Platon, en raisonnant avec lui sur son art, vit qu'en effet l'observation éclairant la pratique, avait formé en lui ce talent qui l'avait tiré de la classe des bûcherons. Il lui promit de l'aller voir : et, poursuivant sa promenade après l'avoir quitté, il retourna vers le hameau.
Je veux savoir, se dit-il à lui-même, où peuvent aboutir les deux rencontres que j'ai faites. C'est plus qu'un jeu du sort, et j'y crois reconnaître quelque bonne intention des dieux : car, on a beau dire, les dieux ne dédaignent point les cabanes ; et l'homme est bien follement vain, d'imaginer que quelque chose au monde soit grand ou petit à leurs yeux. Il vint donc à la bergerie où l'enfant s'était retiré.

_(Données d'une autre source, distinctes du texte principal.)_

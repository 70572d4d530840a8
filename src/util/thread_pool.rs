use std::panic::{AssertUnwindSafe, catch_unwind};
use std::sync::Arc;
use std::sync::mpsc;
use std::sync::Mutex;
use std::thread;

use log::{error, warn};

/// A basic thread pool with a constant number of threads.
pub struct ThreadPool {
    workers: Vec<Worker>,
    sender: mpsc::Sender<Message>,
}

/// A job for a thread pool. The job may run on any thread, and will only be run once.
type Job = Box<dyn FnOnce() + Send + 'static>;

/// A message to a thread.
enum Message {
    /// A new job to run.
    NewJob(Job),
    /// Message to tell the thread to return.
    Terminate,
}

impl ThreadPool {
    /// Creates a pool with the given number of named threads. At least one thread is always started.
    pub fn new(name: &str, size: usize) -> std::io::Result<ThreadPool> {
        let (sender, receiver) = mpsc::channel();

        let receiver = Arc::new(Mutex::new(receiver));

        let workers = (0..size.max(1))
            .map(|id| new_worker(format!("{}-{}", name, id), Arc::clone(&receiver)))
            .collect::<std::io::Result<Vec<Worker>>>()?;

        Ok(ThreadPool { workers, sender })
    }

    /// Number of threads in the pool.
    pub fn size(&self) -> usize {
        self.workers.len()
    }

    /// Executes the given closure on a thread.
    pub fn execute<F>(&self, f: F)
        where
            F: FnOnce() + Send + 'static,
    {
        if self.sender.send(Message::NewJob(Box::new(f))).is_err() {
            error!("Thread pool has no running workers, dropping job");
        }
    }
}

impl Drop for ThreadPool {
    /// Sends the termination message to all threads in the thread pool and waits for them to return.
    fn drop(&mut self) {
        for _ in &self.workers {
            let _ = self.sender.send(Message::Terminate);
        }

        for worker in &mut self.workers {
            if let Some(thread) = worker.take() {
                if thread.join().is_err() {
                    warn!("Worker thread panicked while shutting down");
                }
            }
        }
    }
}

/// A worker, represented by a join handler if the thread is still running, or None.
type Worker = Option<thread::JoinHandle<()>>;

/// Creates a new worker with the given receiver end of an mpsc channel.
/// The worker will run until a Terminate message is sent to it through the channel. A panicking job is logged
/// and does not take the worker down with it.
fn new_worker(name: String, receiver: Arc<Mutex<mpsc::Receiver<Message>>>) -> std::io::Result<Worker> {
    let thread = thread::Builder::new().name(name).spawn(move || loop {
        let message = match receiver.lock() {
            Ok(receiver) => receiver.recv(),
            Err(_) => break,
        };

        match message {
            Ok(Message::NewJob(job)) => {
                if catch_unwind(AssertUnwindSafe(job)).is_err() {
                    error!("Job panicked on {}", thread::current().name().unwrap_or("worker"));
                }
            }
            Ok(Message::Terminate) | Err(_) => break
        }
    })?;

    Ok(Some(thread))
}
//! Chunked transfer-encoding. A chunked body might look like:
//! A\r\n
//! 0123456789\r\n
//! 0\r\n
//! \r\n

use crate::parse::error::ParsingError;
use crate::parse::line::crlf_line;

/// Longest chunk size line accepted, including extensions.
const MAX_SIZE_LINE: usize = 1024;

/// Decodes a chunked body that starts at `start` in the buffer.
/// Returns the body and the position right after the final CRLF, or None if the body has not fully arrived.
pub fn decode_chunked(buf: &[u8], start: usize, max_size: usize) -> Result<Option<(Vec<u8>, usize)>, ParsingError> {
    let mut body = vec![];
    let mut pos = start;

    loop {
        let (raw_size, next) = match crlf_line(buf, pos)? {
            Some(line) => line,
            None if buf.len() - pos > MAX_SIZE_LINE => return Err(ParsingError::InvalidChunkSize),
            None => return Ok(None)
        };

        let size = parse_chunk_size(raw_size)?;
        if size > max_size.saturating_sub(body.len()) {
            return Err(ParsingError::ContentLengthTooLarge);
        }
        pos = next;

        if size == 0 {
            return Ok(skip_trailers(buf, pos)?.map(|end| (body, end)));
        }

        // size is at most max_size here, so the offsets below cannot overflow
        let data_end = pos + size;
        if buf.len() < data_end + 2 {
            return Ok(None);
        }
        body.extend_from_slice(&buf[pos..data_end]);
        if &buf[data_end..data_end + 2] != b"\r\n" {
            return Err(ParsingError::BadSyntax);
        }
        pos = data_end + 2;
    }
}

/// Skips trailer fields after the last chunk. Returns the position after the terminating empty line.
fn skip_trailers(buf: &[u8], mut pos: usize) -> Result<Option<usize>, ParsingError> {
    loop {
        match crlf_line(buf, pos)? {
            Some((line, next)) if line.is_empty() => return Ok(Some(next)),
            Some((_, next)) => pos = next,
            None => return Ok(None)
        }
    }
}

/// Parses a hex chunk size, ignoring chunk extensions after ';'.
fn parse_chunk_size(raw: &[u8]) -> Result<usize, ParsingError> {
    let raw = std::str::from_utf8(raw).map_err(|_| ParsingError::InvalidChunkSize)?;
    let raw = raw.split(';').next().unwrap_or_default().trim();
    usize::from_str_radix(raw, 16).map_err(|_| ParsingError::InvalidChunkSize)
}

Ah ! le voilà, dit Calatis qui parlait de lui à sa mère : voyez comme il est bon ! j'avais laissé tomber ma flûte ; il me l'a ramassée ; il se donne la peine de me la rapporter. Ne vous étonnez pas, dit Platon é deux villageoises qu'il trouvait occupées à façonner, l'une au fuseau, et l'autre la navette une laine aussi douce que la plus belle soie ; ne vous étonnez pas si je viens m'informer quelle frayeur a saisi cet enfant, et pas quel accident a été i troublée cette âme innocente et craintive. Il ne m'en a dit en fuyant que deux mots qui m'ont affligé. Qu'avez-vous dit ? mon fils, lui demanda sa mère avec inquiétude. Et l'enfant répéta les mots qui lui étaient échappés en parlant de son père.
La jeune femme, baissant les yeux sur le métier où courait sa navette, rougit et garda le silence. Sa mère qui filait auprès d'elle, prit la parole. De quoi rougissez-vous, ma fille ? lui dit-elle. Est-ce donc vous qui avez séduit et abusé une âme honnête et simple, qui avez surpris sa bonne foi, et qui l'avez trahie après l'avoir trompée ? Que le dieux perdent les parjures ; nous ne le sommes pas. Vous fûtent crédule et trop faible, c'est un malheur, ce n'est pas un crime ; et l'on est pas toute sa vie condamnée à rougir pour s'être oublié un moment. Étranger, ajouta la bonne femme, cet enfant vous en a trop dit, et vous en voyez trop vous-même, pour qu'il ne reste rien à vous dissimuler.
Cet homme qui sortait des bois, et avec qui je vous ai vu de loin suivre le chemin de Catane, le connaissez-vous ? - Non, je sais seulement qu'il préside à la construction d'une flotte, et qu'il a été bûcheron dans les bois de l'Hybla. - Ne vous a-t-il rien dit de nous ? - Il m'a parlé de cet enfant.- Et de sa mère ? - Non, il ne m'a rien dit ; mais je l'ai vu tristement affecté de la frayeur dont le petit berger était saisi à son approche. - Ah! l'inhumain ! peut-il être surpris du sentiment qu'il lui inspire ? Ma mère, dit la jeune femme, oubliez-vous encore que vous parlez de son père ? Éloignez-vous, mon fils, retournez à votre troupeau.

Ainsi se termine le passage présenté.